> Work order
Retype, word for word, every line from the one holding "let digits = amount.unsigned_abs().to_string();" through the one holding "if i > 0 && (digits.len()" in the entries below, both included, and only those lines.
Segment Start: Task data
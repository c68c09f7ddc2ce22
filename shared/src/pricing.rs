//! 租金估算
//!
//! `estimatedPrice = pricePerDay × 含首尾的租期天数`

use crate::date::{RentalDate, inclusive_days};
use crate::{Car, ValidationError};

/// 按日租金和租期估算总价
pub fn estimate_price(
    price_per_day: i64,
    start: RentalDate,
    end: RentalDate,
) -> Result<i64, ValidationError> {
    let days = inclusive_days(start, end).ok_or(ValidationError::InvalidDateRange)?;
    price_per_day
        .checked_mul(days)
        .ok_or(ValidationError::InvalidNumber {
            field: "estimatedPrice",
        })
}

/// 对指定车辆估算租金
pub fn estimate_for_car(car: &Car, start: RentalDate, end: RentalDate) -> Result<i64, ValidationError> {
    estimate_price(car.price_per_day, start, end)
}

/// 以越南习惯格式化金额（千位用 `.` 分隔），如 `1.500.000`
pub fn format_vnd(amount: i64) -> String {
    let digits = amount.unsigned_abs().to_string();
    let mut out = String::with_capacity(digits.len() + digits.len() / 3 + 1);
    if amount < 0 {
        out.push('-');
    }
    for (i, ch) in digits.chars().enumerate() {
        if i > 0 && (digits.len() - i) % 3 == 0 {
            out.push('.');
        }
        out.push(ch);
    }
    out
}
Segment End: Task data
> Reply to the task
    let digits = amount.unsigned_abs().to_string();
    let mut out = String::with_capacity(digits.len() + digits.len() / 3 + 1);
    if amount < 0 {
        out.push('-');
    }
    for (i, ch) in digits.chars().enumerate() {
        if i > 0 && (digits.len() - i) % 3 == 0 {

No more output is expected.